Not a drug of choice; AHA recommends amoxicillin for prevention of bacterial endocarditis in high- or moderate-risk patients undergoing certain dental, oral, respiratory tract, or esophageal procedures.
Consult most recent AHA recommendations for specific information on which cardiac conditions are associated with high or moderate risk of endocarditis and which procedures require prophylaxis.
Prevention of S. pneumoniae infections in children with anatomic or functional asplenia† (e.g., congenital, as the result of sickle cell disease or splenectomy), children with malignant neoplasms or thalassemia, and asplenic adults (e.g., after splenectomy for trauma).
Usually drug of choice for prophylaxis in asplenic children; some experts recommend amoxicillin.
Children at increased risk for pneumococcal infections should receive pneumococcal 7-valent conjugate vaccine and pneumococcal 23-valent polysaccharide vaccine. Long-term anti-infective prophylaxis recommended for children with anatomic or functional asplenia regardless of vaccination status.
Treatment of mild to moderate acute necrotizing ulcerative gingivitis and pharyngitis (Vincent’s infection, trench mouth, Fusobacterium gingivitis or pharyngitis).
An alternative for postexposure prophylaxis of anthrax† following exposure to Bacillus anthracis spores (inhalational anthrax). Ciprofloxacin or doxycycline are initial drugs of choice for postexposure prophylaxis following suspected or confirmed bioterrorism-related anthrax exposure. If penicillin susceptibility is confirmed, consideration can be given to changing prophylaxis to a penicillin in infants and children and in pregnant or lactating women; amoxicillin usually is recommended.
Treatment of mild, uncomplicated cutaneous anthrax† caused by susceptible B. anthracis that occurs as the result of naturally occurring or endemic exposure to anthrax. If cutaneous anthrax occurs in the context of biologic warfare or bioterrorism, initial drugs of choice are ciprofloxacin or doxycycline. If penicillin susceptibility is confirmed, consideration can be given to changing to a penicillin in infants and children or in pregnant or lactating women; amoxicillin usually is recommended.

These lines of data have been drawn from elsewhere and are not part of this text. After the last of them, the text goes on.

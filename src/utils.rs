use k8s_openapi::apimachinery::pkg::apis::meta::v1::LabelSelector;
use tracing::warn;

use crate::error::{Error, Result};
use crate::types::ResourceSpec;

/// Parse a resource argument of the form `kind=name` or `kind/name`.
/// A bare name refers to a pod.
pub fn parse_resource_spec(s: &str) -> Result<ResourceSpec> {
    let s = s.trim();
    let (kind, name) = match s.split_once(['=', '/']) {
        Some((kind, name)) => (kind.trim(), name.trim()),
        None => ("pod", s),
    };
    if kind.is_empty() || name.is_empty() || name.contains(['=', '/']) {
        return Err(Error::UnsupportedResource(s.to_string()));
    }
    Ok(ResourceSpec {
        kind: kind.to_string(),
        name: name.to_string(),
    })
}

/// Convert a LabelSelector to the string form accepted by the list API.
/// Returns `None` for a selector without any requirements, or one using an
/// operator that cannot be expressed; such a selector must match nothing.
pub fn selector_to_labels_string(selector: &LabelSelector) -> Option<String> {
    let mut parts: Vec<String> = selector
        .match_labels
        .iter()
        .flatten()
        .map(|(k, v)| format!("{}={}", k, v))
        .collect();

    for expr in selector.match_expressions.iter().flatten() {
        let values = expr.values.as_deref().unwrap_or_default().join(",");
        match expr.operator.as_str() {
            "In" => parts.push(format!("{} in ({})", expr.key, values)),
            "NotIn" => parts.push(format!("{} notin ({})", expr.key, values)),
            "Exists" => parts.push(expr.key.clone()),
            "DoesNotExist" => parts.push(format!("!{}", expr.key)),
            op => {
                warn!("Unsupported operator '{}' for label '{}' in selector", op, expr.key);
                return None;
            }
        }
    }

    if parts.is_empty() {
        None
    } else {
        Some(parts.join(","))
    }
}
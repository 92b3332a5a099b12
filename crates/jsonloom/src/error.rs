//! Parse and access failure types.
//!
//! Parsing fails on exactly two levels: [`ParseError::Lexical`] when the
//! raw text cannot be tokenized, and [`ParseError::Semantic`] when
//! well-formed tokens appear in a grammatically invalid position. Both
//! carry the text offset for diagnostics; neither is ever recovered from
//! internally.

use alloc::format;
use alloc::string::String;

use thiserror::Error;

use crate::value::ValueKind;

/// A failure while turning JSON text into a value tree.
#[derive(Error, Debug, Clone, PartialEq, Eq)]
pub enum ParseError {
    /// The raw text could not be tokenized: an unterminated quoted
    /// string, a bad or truncated escape sequence, or a quote opening
    /// inside a bare token.
    #[error("{message} at offset {offset}")]
    Lexical {
        /// Description of the malformed construct.
        message: String,
        /// Offset at which the malformed construct began.
        offset: usize,
    },
    /// Tokens are well formed but violate the grammar at the current
    /// position.
    #[error("{}", semantic_message(.expected, .got, .offset))]
    Semantic {
        /// The token texts (or kind, for the object-key position) the
        /// grammar would have accepted here.
        expected: &'static [&'static str],
        /// Raw text of the offending token, or its kind name when the
        /// grammar expected a specific kind.
        got: String,
        /// Scan offset when the token was rejected.
        offset: usize,
    },
}

fn semantic_message(expected: &[&'static str], got: &str, offset: &usize) -> String {
    if let [only] = expected {
        format!("expected {only} but got \"{got}\" at offset {offset}")
    } else {
        format!(
            "expected one of {} but got \"{got}\" at offset {offset}",
            expected.join(", ")
        )
    }
}

/// A failure while accessing or converting a parsed [`Value`](crate::Value).
#[derive(Error, Debug, Clone, PartialEq, Eq)]
pub enum ValueError {
    /// Member access on a value shape that has no members.
    #[error("value of type {0} does not have members")]
    NoMembers(ValueKind),
    /// The object has no entry under the requested key.
    #[error("no member named \"{0}\"")]
    MissingKey(String),
    /// Iteration requested on a shape that is not an array.
    #[error("cannot iterate over a {0}")]
    NotIterable(ValueKind),
    /// A narrowing conversion attempted from an incompatible shape.
    #[error("cannot convert {from} to {to}")]
    Conversion {
        /// Shape of the value the conversion was attempted on.
        from: ValueKind,
        /// Name of the requested target type.
        to: &'static str,
    },
}
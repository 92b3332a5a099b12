//! Lexical tokens produced by the [`Tokenizer`](crate::Tokenizer).

use alloc::string::String;
use core::fmt;

/// The lexical class of a [`Token`].
#[derive(Debug, Clone, Copy, PartialEq, Eq)]
pub enum TokenKind {
    /// A token whose class has not been decided yet. Used while a bare
    /// token accumulates; never escapes the tokenizer.
    Unidentified,
    /// One of the literals `true`, `false` or `null`.
    KeyWord,
    /// A single structural character: `{` `}` `[` `]` `,` `:`.
    SpecialChar,
    /// A numeric literal.
    Number,
    /// A quoted string (escapes already decoded) or a bare literal that
    /// is neither numeric nor a keyword.
    String,
}

impl fmt::Display for TokenKind {
    fn fmt(&self, f: &mut fmt::Formatter<'_>) -> fmt::Result {
        f.write_str(match self {
            TokenKind::Unidentified => "Unidentified",
            TokenKind::KeyWord => "KeyWord",
            TokenKind::SpecialChar => "SpecialChar",
            TokenKind::Number => "Number",
            TokenKind::String => "String",
        })
    }
}

/// A lexical unit extracted from raw JSON source.
///
/// Tokens are immutable once produced: the tokenizer creates them on
/// demand and the builder consumes each exactly once, unless it is
/// replayed via [`Tokenizer::push_back`](crate::Tokenizer::push_back).
#[derive(Debug, Clone, PartialEq, Eq)]
pub struct Token {
    /// Lexical class of this token.
    pub kind: TokenKind,
    /// Decoded text: escape sequences in quoted strings are already
    /// resolved; structural tokens hold their single character.
    pub text: String,
    /// Character offset at which the token began in the source text.
    pub offset: usize,
}

impl Token {
    pub(crate) fn new(kind: TokenKind, text: String, offset: usize) -> Self {
        Self { kind, text, offset }
    }

    /// Returns `true` if this token is the given structural character.
    #[must_use]
    pub fn is_special(&self, ch: char) -> bool {
        self.kind == TokenKind::SpecialChar && self.text.chars().eq(core::iter::once(ch))
    }
}

impl fmt::Display for Token {
    fn fmt(&self, f: &mut fmt::Formatter<'_>) -> fmt::Result {
        write!(f, "{}: \"{}\"", self.kind, self.text)
    }
}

Follow-up treatment of actinomycosis† after initial treatment with parenteral penicillin G or ampicillin.
Treatment of mild cervicofacial actinomycosis.
Follow-up treatment of rat-bite fever† caused by Streptobacillus moniliformis in afebrile patients who respond to initial treatment with parenteral penicillin G.
Follow-up treatment of Whipple’s disease† after initial therapy with parenteral penicillin G.